The ECG and long lead II rhythm strip in the figure below was obtained from a 58-year-old man who was admitted to the hospital with chest pain and weakness. How would you interpret this tracing? How many different types of conduction disturbances can you identify?
This is a complex tracing. That said, attention to some basic principles of arrhythmia interpretation go a long way toward deciphering the mechanism of this rhythm. We proceed as follows, focusing first on the long lead II rhythm strip at the bottom of the figure.
It is often easiest to begin by identifying atrial activity. Using calipers greatly facilitates this task. Red arrows in the figure reveal that the underlying atrial rhythm here is quite regular. In contrast, the ventricular rhythm is not regular. Instead, there is a pattern of “group beating,” with alternating long-short R-R intervals. Two different shapes of QRS complexes are evident. That is, the QRS complex of beats 1, 3, 5, and 7 looks similar. A different-shaped QRS is evident for beats 2, 4, and 6.
Some P waves are conducting. Note that the PR interval preceding beats 1, 3, 5, and 7 is constant, albeit slightly prolonged (i.e., slightly more than one large box = 0.20 second in duration). Therefore, the P waves preceding beats 1, 3, 5, and 7 are conducting with first-degree AV block. A look at simultaneously recorded lead I (for beat 1), lead V1 (for beat 5), and lead V6 (for beat 7) suggests that in addition to first-degree AV block, these P waves are conducting with left bundle branch block (LBBB). Beats 2, 4, and 6 occur later than expected and are not preceded by P waves. Since the R-R interval preceding each of these QRS complexes is similar and longer than the R-R interval preceding the sinus-conducted beats, this defines beats 2, 4, and 6 as escape beats arising from either the AV node or the bundle of His. A look at simultaneously recorded lead V1 (for beat 4) and lead V6 (for beat 6) suggests that these beats manifest as right bundle branch block (RBBB) morphology. Some form of second-degree AV block is present, because many of the P waves are not conducting. But because some P waves are conducting, this is not complete (i.e., not third-degree) AV block.

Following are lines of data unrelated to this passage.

/// Execute the build subcommand.
///
/// Prints the `GenerationReport` as JSON to stdout. Returns 0 only when
/// every node passed.
fn run_build(options: BuildOptions, config: BuildConfig) -> i32 {
    let plan = match &options.source {
        BuildSource::Graph(path) => match read_graph(path) {
            Ok(g) => BuildPlan::Fresh(g),
            Err(code) => return code,
        },
        BuildSource::Resume(run) => BuildPlan::Resume(*run),
    };

    let runtime = match tokio::runtime::Runtime::new() {
        Ok(rt) => rt,
        Err(e) => {
            eprintln!("Error: failed to start runtime: {}", e);
            return 3;
        }
    };
    runtime.block_on(async move {
        let synthesizer = Arc::new(LlmSynthesizer::new(LlmConfig::from_env()));
        let runner = CommandVerifier::new(&options.workspace, &options.test_command);
        let verifier: Arc<dyn Verifier> = if options.generate_tests {
            Arc::new(GeneratedTestVerifier::new(synthesizer.clone(), runner))
        } else {
            Arc::new(runner)
        };
        let mut controller = GenerationController::new(synthesizer, verifier, config);
        if let Some(command) = &options.integration_command {
            controller = controller.with_integration(Arc::new(IntegrationCommand::new(
                &options.workspace,
                command,
            )));
        }

        if let Some(db_path) = &options.checkpoint {
            let (store, run) = match open_checkpoint(db_path, &options.name, &plan) {
                Ok(opened) => opened,
                Err(e) => {
                    eprintln!("Error: checkpoint '{}': {}", db_path, e);
                    return 3;
                }
            };
            info!(%run, db = %db_path, "checkpointing build");
            controller = controller.with_checkpoints(store, run);
        }

        let printer = options.progress.then(|| tokio::spawn(print_progress(controller.subscribe())));
        let cancel = controller.cancel_handle();
        tokio::spawn(async move {
            if tokio::signal::ctrl_c().await.is_ok() {
                warn!("interrupted, cancelling build");
                cancel.cancel();
            }
        });

        let result = match plan {
            BuildPlan::Fresh(graph) => controller.build(graph).await,
            BuildPlan::Resume(_) => controller.resume().await,
        };
        drop(controller);
        if let Some(printer) = printer {
            let _ = printer.await;
        }

        match result {
            Ok(outcome) => {
                let report = &outcome.report;
                print_json(&serde_json::to_value(report).unwrap_or_default());
                eprintln!(
                    "{} passed, {} failed, {} blocked ({:.0}% pass rate)",
                    report.passed,
                    report.failed,
                    report.blocked,
                    report.pass_rate * 100.0
                );
                if report.is_complete() {
                    0
                } else {
                    1
                }
            }
            Err(BuildError::Core(e)) => {
                eprintln!("Graph is not buildable: {}", e);
                2
            }
            Err(BuildError::Storage(e)) => {
                eprintln!("Storage error: {}", e);
                3
            }
            Err(e) => {
                eprintln!("Build error: {}", e);
                1
            }
        }
    })
}

/// Opens the checkpoint database. A fresh build gets a new run seeded with
/// its graph; a resumed build reuses its run.
fn open_checkpoint(
    db_path: &str,
    name: &str,
    plan: &BuildPlan,
) -> Result<(SharedCheckpointStore, RunId), rpgen_storage::StorageError> {
    let mut store = SqliteStore::new(db_path)?;
    let run = match plan {
        BuildPlan::Resume(run) => *run,
        BuildPlan::Fresh(graph) => {
            let run = store.create_run(name)?;
            store.save_snapshot(run, &graph.snapshot())?;
            run
        }
    };
    let boxed: Box<dyn CheckpointStore + Send> = Box::new(store);
    Ok((Arc::new(Mutex::new(boxed)), run))
}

It is impossible to be certain from this single tracing whether this form of second-degree AV block tracing represents Mobitz I (i.e., AV Wenckebach) or Mobitz II because we never see two P waves in a row that conduct to the ventricles. Nevertheless, the conduction disturbance seen here is severe since there is first-degree AV block, some form of second-degree AV block, and alternating bundle branch blocks in the form of LBBB for conducting beats and RBBB for escape beats. Additionally, the deep, symmetric T wave inversion that is maximal in lead V3 (see beat 4) is more than one expects to see in lead V3 when there is RBBB. This means ischemia and/or recent infarction probably has occurred. The chances are good that a pacemaker will be needed.
For more information about and further discussion on this case, please visit: http://bit.ly/2z3T6iD.
The ECG and long lead II rhythm strip in the figure with the article was obtained from a 58-year-old man who was admitted to the hospital with chest pain and weakness. How would you interpret the tracing? How many different types of conduction disturbances can you identify?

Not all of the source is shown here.